MALARIA
Inventor develops anti-malaria wristwatch
By Rebecca Harrison Wed Jan 18, 2:00 AM ET
A South African inventor has developed an anti-malaria wristwatch to help combat one of Africa's biggest killers by monitoring the blood of those who wear it and sounding an alarm when the parasite is detected.
Gervan Lubbe said his "Malaria Monitor" wristwatch, due to launch next month, could save lives and keep millions out of hospital by heading off the disease before patients even feel ill.
"It picks up the parasite and destroys it so early that the possibility of dying is absolutely zero and you don't even feel the early cold symptoms," Lubbe told Reuters in a telephone interview this week.
Malaria, caused by a parasite carried by mosquitoes, kills more than a million people every year and makes 300 million seriously ill, according to the World Health Organization.
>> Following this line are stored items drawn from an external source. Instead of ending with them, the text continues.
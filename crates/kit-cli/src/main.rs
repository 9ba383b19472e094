//! fe-kit CLI
//!
//! Adds and upgrades front-end modules in a project's package.json, then
//! hands off to the package manager.

mod cli;
mod commands;
mod context;
mod error;

use clap::error::ErrorKind;
use clap::{CommandFactory, Parser};
use colored::Colorize;
use tracing_subscriber::EnvFilter;

use cli::{Cli, Commands, normalize_args};
use context::CommandContext;
use error::Result;

fn main() {
    if let Err(e) = run() {
        eprintln!("{}: {}", "error".red().bold(), e);
        std::process::exit(1);
    }
}

fn run() -> Result<()> {
    let cli = match Cli::try_parse_from(normalize_args(std::env::args_os())) {
        Ok(cli) => cli,
        // Unrecognized subcommands fall back to usage with a success status
        Err(e) if e.kind() == ErrorKind::InvalidSubcommand => {
            Cli::command().print_help()?;
            return Ok(());
        }
        Err(e) => e.exit(),
    };

    init_tracing(cli.verbose);

    let Some(command) = cli.command else {
        Cli::command().print_help()?;
        return Ok(());
    };

    if command == Commands::Version {
        return commands::run_version();
    }

    let ctx = CommandContext::resolve(cli.dir.as_deref(), cli.package_manager)?;
    execute_command(&ctx, command)
}

fn init_tracing(verbose: bool) {
    let filter = if verbose {
        EnvFilter::new("debug")
    } else {
        EnvFilter::try_from_default_env().unwrap_or_else(|_| EnvFilter::new("warn"))
    };

    let result = tracing_subscriber::fmt()
        .with_env_filter(filter)
        .with_target(verbose)
        .with_writer(std::io::stderr)
        .try_init();
    if let Err(e) = result {
        eprintln!("{} could not set up logging: {}", "warning:".yellow().bold(), e);
    }
    tracing::debug!("Verbose mode enabled");
}

fn execute_command(ctx: &CommandContext, cmd: Commands) -> Result<()> {
    match cmd {
        Commands::Add { modules, dry_run } => commands::run_add(ctx, &modules, dry_run),
        Commands::Upgrade { modules, dry_run } => commands::run_upgrade(ctx, &modules, dry_run),
        Commands::List { json } => commands::run_list(ctx, json),
        Commands::Version => commands::run_version(),
    }
}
Ninety percent of deaths are in sub-Saharan Africa.
The sturdy digital timepiece pricks the wrist with a tiny needle four times a day and tests the blood for malaria parasites.
If the parasite count tops 50 an alarm sounds and a brightly-colored picture of a mosquito flashes on the watch face. The wearer must take three tablets that kill all traces of the disease within 48 hours.
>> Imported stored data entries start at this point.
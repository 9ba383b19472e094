//! ManifestSynchronizer implementation

use kit_fs::NormalizedPath;

use crate::Result;
use crate::config::KitConfig;
use crate::installer::Installer;
use crate::manifest::Manifest;
use crate::recovery::PendingInstall;
use crate::registry::ModuleRegistry;

use super::outcome::{Diagnostic, SyncOutcome, SyncStatus};
use super::preview::unified_diff;

/// Which command is reconciling.
#[derive(Debug, Clone, Copy, PartialEq, Eq)]
pub enum SyncKind {
    /// `add <name...>`: only the named modules.
    Add,
    /// `upgrade [<name...>]`: with no names, every tracked module.
    Upgrade,
}

/// Whether staged mutations are persisted.
#[derive(Debug, Clone, Copy, PartialEq, Eq)]
pub enum SyncMode {
    Apply,
    DryRun,
}

impl SyncMode {
    pub fn from_dry_run(dry_run: bool) -> Self {
        if dry_run { Self::DryRun } else { Self::Apply }
    }
}

/// Mutations staged against a loaded manifest.
#[derive(Default)]
struct Staged {
    modules: Vec<String>,
    /// `(module, package)` for each staged module, for verification.
    pairs: Vec<(String, String)>,
    packages: Vec<String>,
    diagnostics: Vec<Diagnostic>,
}

/// Reconciles requested modules against the registry and the project
/// manifest.
///
/// The manifest is read fresh on every call and written at most once. No lock
/// is held between read and write: a concurrent editor can lose updates.
pub struct ManifestSynchronizer<'r> {
    root: NormalizedPath,
    manifest_path: NormalizedPath,
    registry: &'r ModuleRegistry,
    installer: Box<dyn Installer + 'r>,
}

impl<'r> ManifestSynchronizer<'r> {
    /// Create a synchronizer for the `package.json` directly under `root`.
    pub fn new(
        root: NormalizedPath,
        registry: &'r ModuleRegistry,
        installer: Box<dyn Installer + 'r>,
    ) -> Self {
        let manifest_path = KitConfig::default().manifest_path(&root);
        Self {
            root,
            manifest_path,
            registry,
            installer,
        }
    }

    /// Create a synchronizer using the manifest name and installer from
    /// `config`.
    pub fn from_config(
        root: NormalizedPath,
        config: &KitConfig,
        registry: &'r ModuleRegistry,
    ) -> Self {
        Self {
            manifest_path: config.manifest_path(&root),
            installer: Box::new(config.installer()),
            root,
            registry,
        }
    }

    pub fn root(&self) -> &NormalizedPath {
        &self.root
    }

    pub fn manifest_path(&self) -> &NormalizedPath {
        &self.manifest_path
    }

    pub fn marker_path(&self) -> NormalizedPath {
        PendingInstall::path_in(&self.root)
    }

    /// The recovery marker left by an install that did not succeed, if any.
    pub fn pending(&self) -> Result<Option<PendingInstall>> {
        PendingInstall::load(&self.marker_path())
    }

    /// Resolve `requested` against the registry and stage the results.
    ///
    /// With [`SyncMode::DryRun`] the manifest on disk is never touched. With
    /// [`SyncMode::Apply`] the manifest is persisted in full and the installer
    /// runs afterwards; an install failure is returned as an error but the
    /// manifest write is not undone (the recovery marker stays behind).
    ///
    /// # Errors
    ///
    /// - [`Error::ManifestNotFound`](crate::Error::ManifestNotFound) before
    ///   any mutation
    /// - [`Error::PackageManagerNotFound`](crate::Error::PackageManagerNotFound)
    ///   from the installer preflight, before the write
    /// - [`Error::InstallFailed`](crate::Error::InstallFailed) after the write
    pub fn resolve_and_apply(
        &self,
        requested: &[String],
        kind: SyncKind,
        mode: SyncMode,
    ) -> Result<SyncOutcome> {
        let mut manifest = Manifest::load(&self.manifest_path)?;

        let targets = effective_targets(requested, kind, &manifest);
        if targets.is_empty() && kind == SyncKind::Upgrade {
            tracing::info!("no tracked modules to upgrade");
            return Ok(SyncOutcome::nothing_to_do());
        }
        tracing::debug!(?targets, ?kind, ?mode, "reconciling modules");

        let staged = self.stage(&mut manifest, &targets);

        match mode {
            SyncMode::DryRun => self.preview(&manifest, staged),
            SyncMode::Apply => self.persist_and_install(&manifest, staged),
        }
    }

    fn stage(&self, manifest: &mut Manifest, targets: &[String]) -> Staged {
        let mut staged = Staged::default();

        for name in targets {
            let Some(entry) = self.registry.get(name) else {
                tracing::warn!(module = %name, "unknown module");
                staged.diagnostics.push(Diagnostic::UnknownModule { name: name.clone() });
                continue;
            };

            manifest.stage_module(name, &entry.package);
            tracing::debug!(module = %name, package = %entry.package, "staged");

            staged.modules.push(name.clone());
            staged.pairs.push((name.clone(), entry.package.clone()));
            if !staged.packages.contains(&entry.package) {
                staged.packages.push(entry.package.clone());
            }
        }

        staged
    }

    fn preview(&self, manifest: &Manifest, staged: Staged) -> Result<SyncOutcome> {
        let diff = if staged.modules.is_empty() {
            None
        } else {
            let rendered = manifest.render()?;
            let file_name = self.manifest_path.file_name().unwrap_or("package.json");
            unified_diff(file_name, manifest.source(), &rendered)
        };
        Ok(SyncOutcome {
            status: SyncStatus::Preview,
            diff,
            staged: staged.modules,
            changed_packages: staged.packages,
            diagnostics: staged.diagnostics,
        })
    }

    fn persist_and_install(&self, manifest: &Manifest, staged: Staged) -> Result<SyncOutcome> {
        manifest.verify_staged(
            staged
                .pairs
                .iter()
                .map(|(module, package)| (module.as_str(), package.as_str())),
        )?;
        self.installer.preflight()?;

        let written = manifest.save()?;

        let marker_path = self.marker_path();
        PendingInstall::new(
            staged.modules.clone(),
            staged.packages.clone(),
            self.installer.describe(),
            &written,
        )
        .save(&marker_path)?;

        if let Err(e) = self.installer.install(self.root.as_ref()) {
            tracing::warn!(
                marker = %marker_path,
                "install failed after the manifest was written; manifest and installed packages may differ"
            );
            return Err(e);
        }
        PendingInstall::clear(&marker_path)?;

        Ok(SyncOutcome {
            status: SyncStatus::Applied,
            staged: staged.modules,
            changed_packages: staged.packages,
            diagnostics: staged.diagnostics,
            diff: None,
        })
    }
}

/// Explicit names win. An upgrade without names targets every tracked module
/// in document order; an add without names targets nothing.
fn effective_targets(requested: &[String], kind: SyncKind, manifest: &Manifest) -> Vec<String> {
    if !requested.is_empty() {
        return requested.to_vec();
    }
    match kind {
        SyncKind::Add => Vec::new(),
        SyncKind::Upgrade => manifest.tracked_modules(),
    }
}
Lubbe was approached by a major mining company to develop the device after it found high levels of malaria among workers in Africa was hurting productivity.
"If you wait until you get symptoms and a malaria diagnosis you can be in bed for six months and have to take huge quantities of quinine which can be dangerous," Lubbe said.
His company Gervans Trading has already received 1.5 million orders for the wristwatch from companies, governments and aid organization working in Africa, he said.
The watch will cost around 1,700 rand ($280), which Lubbe says is cheaper than treating a patient with severe malaria.
It also means people working or traveling in malarial areas can avoid taking expensive anti-malaria tablets which can come with nasty side effects.
Mining companies can monitor miners by making them walk through a scanner each day. The watch's radio frequency will transmit the wearer's information to a central computer so health departments can ensure people at risk take tablets.
Lubbe said several African governments and the World Health Organization had expressed interest in distributing the watch in rural Africa where access to treatment is scarce.
Lubbe, 38, won a gold medal for the world's best medical invention at the International Inventions Show in Geneva in 1998 for a pain relief device.